Ich bin dafür das als Pflichtfach für jede Schule einzuführen. Dazu gehört ja auch nicht nur Hausarbeit wie kochen, putzen, Wäsche oder Bügeln. Sonden auch bewußt einkaufen und mit Geld umgehen.
Sowas ist für das weitere Leben meiner Meinung nach sehr wichtig.
Unverständlich ist für mich dagegen das wir damals auf der Realschule als Jungen Textilunterricht machen mußte. Häkeln, stricken usw. 
98% der Jungen hatten daran kein Interesse.
Zum Glück hatte wir das später nicht mehr und andere Fächer wie "Informatik" oder "Sowi".


----------



## Colonel Faulkner (8. Mai 2019)

*AW: 6,2 Millionen Analphabeten in Deutschland - hat unser Bildungssystem versagt?*

Wenn ich mich an so was wie den Textilunterricht in der Grundschule zurück erinnere, dann fällt mir höchstens ein, wie wir Dreikäsehochs mit Begeisterung immer am Uhu Klebstoff aus der Tube kommend schnüffelten ... Wir Jungs mehr als die Mädchen, die waren halt schon immer vernünftiger.


----------



## Kindercola (9. Mai 2019)

*AW: 6,2 Millionen Analphabeten in Deutschland - hat unser Bildungssystem versagt?*



DKK007 schrieb:


> Die Leute haben es halt dann im Alltag und auf der Arbeit sehr schwer.
> 
> Wobei heute über Sprachprogramme wie von Nuance auch ein Diktieren von Texten am PC möglich ist.

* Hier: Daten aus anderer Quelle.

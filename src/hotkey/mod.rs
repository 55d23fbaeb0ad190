//! Global hotkeys: push-to-talk plus the paste-last-dictation shortcut.
//!
//! `rdev::listen()` blocks forever, so the listener lives on a dedicated OS
//! thread (see [`listener`]) and forwards [`HotkeyEvent`]s into the async
//! orchestrator over a tokio channel.

pub mod listener;

pub use listener::HotkeyListener;

// ---------------------------------------------------------------------------
// HotkeyEvent
// ---------------------------------------------------------------------------

/// Events emitted by the hotkey listener thread.
#[derive(Debug, Clone, Copy, PartialEq, Eq)]
pub enum HotkeyEvent {
    /// The push-to-talk key went down.
    PushToTalkPressed,
    /// The push-to-talk key came back up.
    PushToTalkReleased,
    /// The paste-last-dictation key was pressed.
    PasteLast,
}

// ---------------------------------------------------------------------------
// parse_key
// ---------------------------------------------------------------------------

/// Parse a config key name into an [`rdev::Key`].
///
/// Accepts `F1`..`F12`, a handful of named keys, and single ASCII letters
/// (case-insensitive).  Unknown names yield `None` so the caller can fall
/// back to a default.
///
/// # Examples
///
/// ```
/// use speakflow::hotkey::parse_key;
///
/// assert_eq!(parse_key("F9"), Some(rdev::Key::F9));
/// assert_eq!(parse_key("Escape"), Some(rdev::Key::Escape));
/// assert_eq!(parse_key("d"), Some(rdev::Key::KeyD));
/// assert_eq!(parse_key("Ctrl+V"), None);
/// ```
pub fn parse_key(name: &str) -> Option<rdev::Key> {
    if let Some(n) = name.strip_prefix('F').and_then(|n| n.parse::<u8>().ok()) {
        return function_key(n);
    }

    match name {
        "Escape" | "Esc" => return Some(rdev::Key::Escape),
        "Space" => return Some(rdev::Key::Space),
        "Return" | "Enter" => return Some(rdev::Key::Return),
        "Tab" => return Some(rdev::Key::Tab),
        "Backspace" => return Some(rdev::Key::Backspace),
        "Delete" | "Del" => return Some(rdev::Key::Delete),
        "Home" => return Some(rdev::Key::Home),
        "End" => return Some(rdev::Key::End),
        "PageUp" => return Some(rdev::Key::PageUp),
        "PageDown" => return Some(rdev::Key::PageDown),
        "CapsLock" => return Some(rdev::Key::CapsLock),
        _ => {}
    }

    let mut chars = name.chars();
    match (chars.next(), chars.next()) {
        (Some(c), None) => letter_key(c.to_ascii_uppercase()),
        _ => None,
    }
}

fn function_key(n: u8) -> Option<rdev::Key> {
    Some(match n {
        1 => rdev::Key::F1,
        2 => rdev::Key::F2,
        3 => rdev::Key::F3,
        4 => rdev::Key::F4,
        5 => rdev::Key::F5,
        6 => rdev::Key::F6,
        7 => rdev::Key::F7,
        8 => rdev::Key::F8,
        9 => rdev::Key::F9,
        10 => rdev::Key::F10,
        11 => rdev::Key::F11,
        12 => rdev::Key::F12,
        _ => return None,
    })
}

fn letter_key(c: char) -> Option<rdev::Key> {
    Some(match c {
        'A' => rdev::Key::KeyA,
        'B' => rdev::Key::KeyB,
        'C' => rdev::Key::KeyC,
        'D' => rdev::Key::KeyD,
        'E' => rdev::Key::KeyE,
        'F' => rdev::Key::KeyF,
        'G' => rdev::Key::KeyG,
        'H' => rdev::Key::KeyH,
        'I' => rdev::Key::KeyI,
        'J' => rdev::Key::KeyJ,
        'K' => rdev::Key::KeyK,
        'L' => rdev::Key::KeyL,
        'M' => rdev::Key::KeyM,
        'N' => rdev::Key::KeyN,
        'O' => rdev::Key::KeyO,
        'P' => rdev::Key::KeyP,
        'Q' => rdev::Key::KeyQ,
        'R' => rdev::Key::KeyR,
        'S' => rdev::Key::KeyS,
        'T' => rdev::Key::KeyT,
        'U' => rdev::Key::KeyU,
        'V' => rdev::Key::KeyV,
        'W' => rdev::Key::KeyW,
        'X' => rdev::Key::KeyX,
        'Y' => rdev::Key::KeyY,
        'Z' => rdev::Key::KeyZ,
        _ => return None,
    })
}

// ---------------------------------------------------------------------------
// Tests
// ---------------------------------------------------------------------------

Ich kann es mir gar nicht vorstellen das mir beide Fähigkeiten fehlen oder nur sehr eingeschränkt nutzbar sind. Wenn man mal darüber nachdenkt, wieviel man am Tag schreibt, liest etc... ist doch irre wie Analphabeten durch den Tag kommen


----------



## taks (9. Mai 2019)

*AW: 6,2 Millionen Analphabeten in Deutschland - hat unser Bildungssystem versagt?*



Headcrash schrieb:


> Unverständlich ist für mich dagegen das wir damals auf der Realschule als Jungen Textilunterricht machen mußte. Häkeln, stricken usw.
> 98% der Jungen hatten daran kein Interesse.


Dafür kann ich Heute meine Kleidung selbst flicken. Also umsonst war es nicht


----------



## Adi1 (9. Mai 2019)

*AW: 6,2 Millionen Analphabeten in Deutschland - hat unser Bildungssystem versagt?*



blautemple schrieb:


> Stimmt, deshalb gab es vor den Smartphones auch keine Analphabeten.



Sicherlich, aber weniger. 

Lesen und Schreiben gehört zusammen,
wenn man jetzt nur Lesen würde,
verkümmert halt die Fähigkeit, Schreiben zu können, und umgekehrt.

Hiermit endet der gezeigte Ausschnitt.